The general treatments opted are:
- Medications to Treat Raynaud’s Phenomenon: To treat Raynaud's phenomena, medications like calcium channel blockers, vasodilators and alpha blockers are prescribed to prevent the constriction of blood vessels.
- Surgical Procedures for Treating Raynaud’s Phenomenon: The surgical measures are opted when the prescribed medicine fail to give the desired results. The common procedures followed are:
- Chemical Injections: It involves injecting local anesthetics or Botox into sympathetic nerves to ensure their blockage and simultaneous prevention of the condition.
- Sympathectomy: The nerves that control the dilation and constriction of blood vessels in the skin are stripped off to reduce the occurrence and intensity of attacks.
- Conservative Treatments for handling Raynaud’s Phenomenon: These measures involve administration of therapeutic techniques like biofeedback, acupuncture and consumption of fish oil to improve blood circulation which consequently prevent the Raynaud’s condition.
Prevention of Raynaud’s Phenomenon
The preventive approach usually involves escaping the cold temperatures which further helps in coping with Raynaud's attacks to a great extent:
- Keeping body warm with warm clothes and chemical hand warmers to ensure cold temperature does not reach hands and feet.
- Warming up the car prior to driving in the cold weather.
- For individuals with severe Raynaud's condition, relocation to a warmer climate helps a lot.
Lifestyle and Coping Strategies for Raynaud’s Phenomenon
There are a variety of measures that can be followed to reduce the Raynaud's attacks and help in feeling better. These measures are:
- Active as well as passive smoking should not be done as it causes drop in the skin temperature, this further constricts the blood vessels, leading to an attack.

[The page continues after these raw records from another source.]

//! The type node tree.

use serde::Serialize;

use crate::Classification;

/// One node of the type description tree.
///
/// Children keep their input order, which is also their emission order.
/// Sibling names are not required to be unique.
#[derive(Debug, Clone, Default, PartialEq, Eq, Serialize)]
#[serde(rename_all = "PascalCase")]
pub struct TypeNode {
    /// Identifier substituted for the name placeholder.
    pub name: String,
    /// Selects the template that renders this node.
    pub classification: String,
    /// Declared type, substituted for the type placeholder when non-empty.
    #[serde(rename = "Type", skip_serializing_if = "Option::is_none")]
    pub type_ref: Option<String>,
    /// Nested nodes. Empty for leaves, never absent.
    pub children: Vec<TypeNode>,
}

impl TypeNode {
    /// Create a leaf node without a type.
    pub fn new(name: impl Into<String>, classification: impl Into<String>) -> Self {
        Self {
            name: name.into(),
            classification: classification.into(),
            type_ref: None,
            children: Vec::new(),
        }
    }

    /// Set the declared type.
    pub fn with_type(mut self, type_ref: impl Into<String>) -> Self {
        self.type_ref = Some(type_ref.into());
        self
    }

    /// Append a child node.
    pub fn with_child(mut self, child: TypeNode) -> Self {
        self.children.push(child);
        self
    }

    /// Append several child nodes, preserving their order.
    pub fn with_children(mut self, children: impl IntoIterator<Item = TypeNode>) -> Self {
        self.children.extend(children);
        self
    }

    /// Parsed classification of this node.
    pub fn kind(&self) -> Classification {
        Classification::parse(&self.classification)
    }

    /// The declared type, treating an empty string as absent.
    pub fn type_ref(&self) -> Option<&str> {
        self.type_ref.as_deref().filter(|t| !t.is_empty())
    }

    /// Returns true if this node has no children.
    pub fn is_leaf(&self) -> bool {
        self.children.is_empty()
    }

    /// Height of the subtree rooted here (a leaf has depth 1).
    pub fn depth(&self) -> usize {
        let mut max = 0;
        let mut stack = vec![(self, 1usize)];
        while let Some((node, level)) = stack.pop() {
            max = max.max(level);
            stack.extend(node.children.iter().map(|c| (c, level + 1)));
        }
        max
    }

    /// Number of nodes in the subtree rooted here, including this one.
    pub fn node_count(&self) -> usize {
        let mut count = 0;
        let mut stack = vec![self];
        while let Some(node) = stack.pop() {
            count += 1;
            stack.extend(node.children.iter());
        }
        count
    }
}
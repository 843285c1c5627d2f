//! Sinks that receive the assembled document.

use std::path::{Path, PathBuf};

use eyre::{Context, Result};

use crate::document::GeneratedDocument;

/// Receives the output of a generation pass.
pub trait DocumentSink {
    /// Hand over the assembled document.
    fn emit(&mut self, document: &GeneratedDocument) -> Result<WriteResult>;
}

/// Result of a write operation
#[derive(Debug, Clone, Copy, PartialEq, Eq)]
pub enum WriteResult {
    /// Content was written
    Written,
    /// The destination already held identical content
    Unchanged,
}

/// Writes the document to a file, creating parent directories as needed.
#[derive(Debug, Clone)]
pub struct FileSink {
    path: PathBuf,
}

impl FileSink {
    /// Create a sink writing to `path`.
    pub fn new(path: impl Into<PathBuf>) -> Self {
        Self { path: path.into() }
    }

    /// Get the destination path.
    pub fn path(&self) -> &Path {
        &self.path
    }
}

impl DocumentSink for FileSink {
    fn emit(&mut self, document: &GeneratedDocument) -> Result<WriteResult> {
        let existing = std::fs::read_to_string(&self.path).ok();
        if existing.as_deref() == Some(document.content.as_str()) {
            tracing::debug!(path = %self.path.display(), "output unchanged");
            return Ok(WriteResult::Unchanged);
        }

        write_file(&self.path, &document.content)
            .wrap_err_with(|| format!("failed to write '{}'", self.path.display()))?;
        tracing::info!(
            path = %self.path.display(),
            bytes = document.content.len(),
            "wrote document"
        );
        Ok(WriteResult::Written)
    }
}

fn write_file(path: &Path, content: &str) -> Result<()> {
    if let Some(parent) = path.parent() {
        std::fs::create_dir_all(parent)?;
    }
    std::fs::write(path, content)?;
    Ok(())
}

/// Keeps emitted documents in memory as `(name, content)` pairs.
#[derive(Debug, Clone, Default)]
pub struct MemorySink {
    documents: Vec<(String, String)>,
}

impl MemorySink {
    /// Create an empty sink.
    pub fn new() -> Self {
        Self::default()
    }

    /// Documents emitted so far, in order.
    pub fn documents(&self) -> &[(String, String)] {
        &self.documents
    }
}

impl DocumentSink for MemorySink {
    fn emit(&mut self, document: &GeneratedDocument) -> Result<WriteResult> {
        self.documents
            .push((document.name.clone(), document.content.clone()));
        Ok(WriteResult::Written)
    }
}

- Regular exercising helps in increasing the circulation and reduces the Raynaud's attacks.
- Avoiding stress situations and taking up stress management therapy or yoga for stress release.
- Escaping zones with rapid temperature fluctuations.
Raynaud's phenomenon is known to affect the fingers and toes with a feeling of numbness and cold whenever there is a change in temperatures or stress. This, thus, obstructs the supply blood to skin due to narrowed blood vessels and limited blood circulation. The condition is known to affect women more compared to men with prevalence in colder climates. The condition can either occur by itself or as a consequence of underlying disease. The treatment of Raynaud's disease depends on the type and severity of the condition. In most cases, the Raynaud's disease does not cause any disablement but surely affects the routine life. However, a timely advice and treatment must be taken to avoid complications from arising.